The site of Furness Abbey and various portions of the land (fn. 47) were before 1549 leased to John Preston of Preston Patrick. (fn. 48) He and his descendants resided there. (fn. 49) The estate was known as THE MANOR. His son Thomas Preston died in 1604, leaving a son and heir John, who recorded a pedigree in 1613. (fn. 50) He about 1608 acquired the abbey estate in fee. (fn. 51) In religion he was an avowed Roman Catholic (fn. 52) and founder of the Preston charity still surviving in part in Urswick. His son John, who succeeded in 1643, took an active part on the king's side in the Civil War and was in 1644 created a baronet. (fn. 53) As being 'a Papist in arms' (fn. 54) his estates were sequestered and by a Parliamentary ordinance in 1646 were assigned to raise £10,000 to discharge the debts of the late John Pym, and £4,000 for his two younger children. (fn. 55) Sir John is said to have died of wounds received in a conflict in Furness. (fn. 56) His son John, born about 1642, had part of the estates released to him in 1653; if he were not brought up a Protestant he was to be convicted of recusancy as soon as he became sixteen, (fn. 57) when of course two-thirds would be sequestered.
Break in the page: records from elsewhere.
//! HTTP API using Actix Web.

pub mod auth;
pub mod errors;
pub mod handlers;
pub mod routes;
pub mod sse;
pub mod tracking;

use std::sync::Arc;

use crate::config::Settings;
use crate::imap::{ImapConnector, MailboxConnector};
use crate::services::{
    CredentialProvider, Coordinator, EventBus, GmailApiTransport, GoogleTokenEndpoint, MailTransport, SendPipeline,
    SmtpMailTransport, SyncEngine, TimelineReconciler, TokenEndpoint,
};
use crate::store::Store;

pub use auth::AuthenticatedUser;
pub use errors::ApiError;
pub use routes::configure_routes;

/// External edges of the system; swapped for fakes in tests.
pub struct Backends {
    pub connector: Arc<dyn MailboxConnector>,
    pub token_endpoint: Arc<dyn TokenEndpoint>,
    pub api_transport: Arc<dyn MailTransport>,
    pub smtp_transport: Arc<dyn MailTransport>,
}

impl Backends {
    /// Real IMAP, token, Gmail API and SMTP clients.
    pub fn from_settings(settings: &Settings) -> Self {
        Self {
            connector: Arc::new(ImapConnector::new(
                std::time::Duration::from_secs(settings.sync.login_timeout_secs),
                std::time::Duration::from_secs(settings.sync.command_timeout_secs),
            )),
            token_endpoint: Arc::new(GoogleTokenEndpoint::new(settings.oauth.google.clone())),
            api_transport: Arc::new(GmailApiTransport::new(&settings.gmail.api_base)),
            smtp_transport: Arc::new(SmtpMailTransport),
        }
    }
}

#[derive(Clone)]
pub struct AppState {
    pub settings: Arc<Settings>,
    pub store: Store,
    pub events: EventBus,
    pub credentials: Arc<CredentialProvider>,
    pub coordinator: Coordinator,
    pub send: Arc<SendPipeline>,
    pub timeline: Arc<TimelineReconciler>,
}

impl AppState {
    pub fn new(settings: Settings, store: Store, backends: Backends) -> Self {
        let events = EventBus::new();
        let credentials = Arc::new(CredentialProvider::new(
            store.clone(),
            backends.token_endpoint,
            settings.sync.token_safety_margin_secs,
        ));
        let engine = Arc::new(SyncEngine::new(
            store.clone(),
            credentials.clone(),
            backends.connector,
            events.clone(),
            settings.sync.clone(),
        ));
        let coordinator = Coordinator::new(store.clone(), events.clone(), engine, settings.sync.clone());
        let send = Arc::new(SendPipeline::new(
            store.clone(),
            credentials.clone(),
            backends.api_transport,
            backends.smtp_transport,
            events.clone(),
            &settings.tracking.base_url,
        ));
        let timeline = Arc::new(TimelineReconciler::new(store.clone(), events.clone()));

        Self {
            settings: Arc::new(settings),
            store,
            events,
            credentials,
            coordinator,
            send,
            timeline,
        }
    }
}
He died in April 1663, (fn. 58) soon after the Restoration, and was succeeded by his brother Thomas, aged twentyone in 1665, when he recorded a pedigree. (fn. 59) He had made a settlement of his manor of Furness, the rectory of Dalton, &c., in 1664. (fn. 60) Sir Thomas was twice married and had a son Francis, who died unmarried in 1672. His wife died a few months afterwards. Leaving his two daughters, he determined to enter the religious life, and in 1674, then aged thirty-one, was received into the Society of Jesus at Watten in Holland as a novice. Though well qualified, he would never receive the priesthood, having scruples arising from his double marriage, in spite of the assurance that a dispensation from the impediment of bigamy would be granted without difficulty. He was employed in teaching and died abroad in 1709. (fn. 61)

Preston of Preston Patrick, baronet. Argent two bars gules on a canton of the second a cinquefoil or.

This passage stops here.